糖質は何段階かの分解を経て小腸から吸収され、エネルギーとして使用されますが、ビタミンB1が不足していると、エネルギーとして使える段階まで糖質が分解されません。
途中で分解が止まってしまった成分は、乳酸という疲労物質になって体内に溜まることになります。
すると炭水化物を摂ってエネルギー補給をしたつもりが、返って疲労物質を作ることになってしまい、疲労感や倦怠感につながります。
また、エネルギー不足によって体内の様々な臓器にも障害が起こることになります。
ビタミンB1は身体のエネルギー生成に役立っているだけではなく、脳への栄養分供給にも重要な役割を持っています。
脳のエネルギー源は肝臓に蓄えられたグリコーゲンです。
グリコーゲンはグルコース、つまりブドウ糖が体内に貯蔵された形態です。
ビタミンB1は前述した通りブドウ糖からのエネルギー生成に関与していますから、不足すると脳へ供給するエネルギーも不足することとなります。
すると、脳のはたらきが悪くなり、集中力がなくなったり感情の抑制が困難になったりするのです。

ビタミンB1が欠乏すると

ビタミンB1は水溶性の為、汗や尿から排出されやすいため、毎日摂取する必要性があります。
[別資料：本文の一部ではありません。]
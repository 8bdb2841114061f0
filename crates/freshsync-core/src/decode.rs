//! Change stream decoding.
//!
//! [`RowDecoder`] is the pure classification stage between the upstream
//! connector's [`RawRow`]s and the consolidator's [`SourceEvent`]s:
//!
//! - progress flag set → [`SourceEvent::Progress`]
//! - no diff, not progress → [`SourceEvent::Snapshot`]
//! - diff ∈ {−1, +1} → [`SourceEvent::Change`]
//! - any other diff → fatal protocol error

use std::sync::Arc;

use crate::error::SyncError;
use crate::event::{Diff, RawRow, SourceEvent};
use crate::value::{Row, ViewSchema};

/// Per-view decoder, parameterized by the view schema and key column.
#[derive(Debug, Clone)]
pub struct RowDecoder {
    schema: Arc<ViewSchema>,
    key_column: String,
    key_index: usize,
}

impl RowDecoder {
    /// Creates a decoder for a view.
    ///
    /// # Errors
    ///
    /// Returns [`SyncError::MissingKeyColumn`] when the key column is not
    /// part of the schema.
    pub fn new(schema: Arc<ViewSchema>, key_column: &str) -> Result<Self, SyncError> {
        let key_index = schema
            .index_of(key_column)
            .ok_or_else(|| SyncError::MissingKeyColumn(key_column.to_string()))?;
        Ok(Self {
            schema,
            key_column: key_column.to_string(),
            key_index,
        })
    }

    /// The schema this decoder parses against.
    #[must_use]
    pub fn schema(&self) -> &Arc<ViewSchema> {
        &self.schema
    }

    /// Decodes one raw row into a stream event.
    ///
    /// # Errors
    ///
    /// Returns a protocol error for diffs outside {−1, +1}, missing
    /// timestamps on change/progress rows, unparseable cells, or a
    /// missing/empty key value.
    pub fn decode(&self, raw: RawRow) -> Result<SourceEvent, SyncError> {
        if raw.progress {
            let ts = raw.ts.ok_or(SyncError::MissingTimestamp)?;
            return Ok(SourceEvent::Progress { ts });
        }

        let row = Row::parse(&self.schema, &raw.cells)?;
        let key = self.extract_key(&row)?;

        match raw.diff {
            None => Ok(SourceEvent::Snapshot { key, row }),
            Some(1) => Ok(SourceEvent::Change {
                ts: raw.ts.ok_or(SyncError::MissingTimestamp)?,
                diff: Diff::Insert,
                key,
                row,
            }),
            Some(-1) => Ok(SourceEvent::Change {
                ts: raw.ts.ok_or(SyncError::MissingTimestamp)?,
                diff: Diff::Retract,
                key,
                row,
            }),
            Some(diff) => Err(SyncError::UnexpectedDiff { key, diff }),
        }
    }

    fn extract_key(&self, row: &Row) -> Result<String, SyncError> {
        row.value_at(self.key_index)
            .and_then(crate::value::Value::as_key)
            .ok_or_else(|| SyncError::MissingKeyColumn(self.key_column.clone()))
    }
}

#[cfg(test)]
mod tests {
    use super::*;
    use crate::value::{ColumnDef, ColumnType};

    fn schema() -> Arc<ViewSchema> {
        Arc::new(ViewSchema::new(
            "orders",
            vec![
                ColumnDef::new("order_id", ColumnType::Text),
                ColumnDef::new("status", ColumnType::Text),
            ],
        ))
    }

    fn decoder() -> RowDecoder {
        RowDecoder::new(schema(), "order_id").unwrap()
    }

    fn cells(key: &str, status: &str) -> Vec<Option<String>> {
        vec![Some(key.to_string()), Some(status.to_string())]
    }

    #[test]
    fn test_unknown_key_column_rejected() {
        let err = RowDecoder::new(schema(), "no_such_column").unwrap_err();
        assert!(matches!(err, SyncError::MissingKeyColumn(_)));
    }

    #[test]
    fn test_decode_progress() {
        let event = decoder().decode(RawRow::progress(42)).unwrap();
        assert_eq!(event, SourceEvent::Progress { ts: 42 });
    }

    #[test]
    fn test_decode_snapshot() {
        let event = decoder()
            .decode(RawRow::snapshot(cells("o1", "NEW")))
            .unwrap();
        match event {
            SourceEvent::Snapshot { key, row } => {
                assert_eq!(key, "o1");
                assert_eq!(row.get("status").unwrap().as_key().unwrap(), "NEW");
            }
            other => panic!("expected snapshot, got {other:?}"),
        }
    }

    #[test]
    fn test_decode_insert_and_retract() {
        let insert = decoder()
            .decode(RawRow::change(7, 1, cells("o1", "NEW")))
            .unwrap();
        assert!(matches!(
            insert,
            SourceEvent::Change {
                ts: 7,
                diff: Diff::Insert,
                ..
            }
        ));

        let retract = decoder()
            .decode(RawRow::change(8, -1, cells("o1", "NEW")))
            .unwrap();
        assert!(matches!(
            retract,
            SourceEvent::Change {
                ts: 8,
                diff: Diff::Retract,
                ..
            }
        ));
    }

    #[test]
    fn test_decode_rejects_wide_diff() {
        let err = decoder()
            .decode(RawRow::change(7, 2, cells("o1", "NEW")))
            .unwrap_err();
        assert!(matches!(err, SyncError::UnexpectedDiff { diff: 2, .. }));
    }

    #[test]
    fn test_decode_rejects_missing_ts() {
        let raw = RawRow {
            ts: None,
            diff: Some(1),
            progress: false,
            cells: cells("o1", "NEW"),
        };
        let err = decoder().decode(raw).unwrap_err();
        assert!(matches!(err, SyncError::MissingTimestamp));
    }

    #[test]
    fn test_decode_rejects_null_key() {
        let raw = RawRow::change(7, 1, vec![None, Some("NEW".into())]);
        let err = decoder().decode(raw).unwrap_err();
        assert!(matches!(err, SyncError::MissingKeyColumn(_)));
    }

    #[test]
    fn test_progress_requires_ts() {
        let raw = RawRow {
            ts: None,
            diff: None,
            progress: true,
            cells: Vec::new(),
        };
        let err = decoder().decode(raw).unwrap_err();
        assert!(matches!(err, SyncError::MissingTimestamp));
    }
}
特に喫煙者やお酒をよく飲む方はビタミンB1不足の原因にもなります。ビタミンB1が不足すると上記の、集中力の低下や感情抑制の困難の他に、慢性的に不足すると眼球の運動麻痺、意識障害や精神病へと繋がってしまいます。他にも脚気となり脚気が重症になると心不全に至ります。ビタミンB1不足は恐ろしいので欠乏しないようにサプリメント等で足りない分の不足は必要かと思います。

まとめ

ビタミンB1は炭水化物からエネルギーを生成するために必要な代謝を助ける重要なビタミンです。
不足すると、疲れやすくなるだけでなく各臓器の不調や、集中力・記憶力の低下につながります。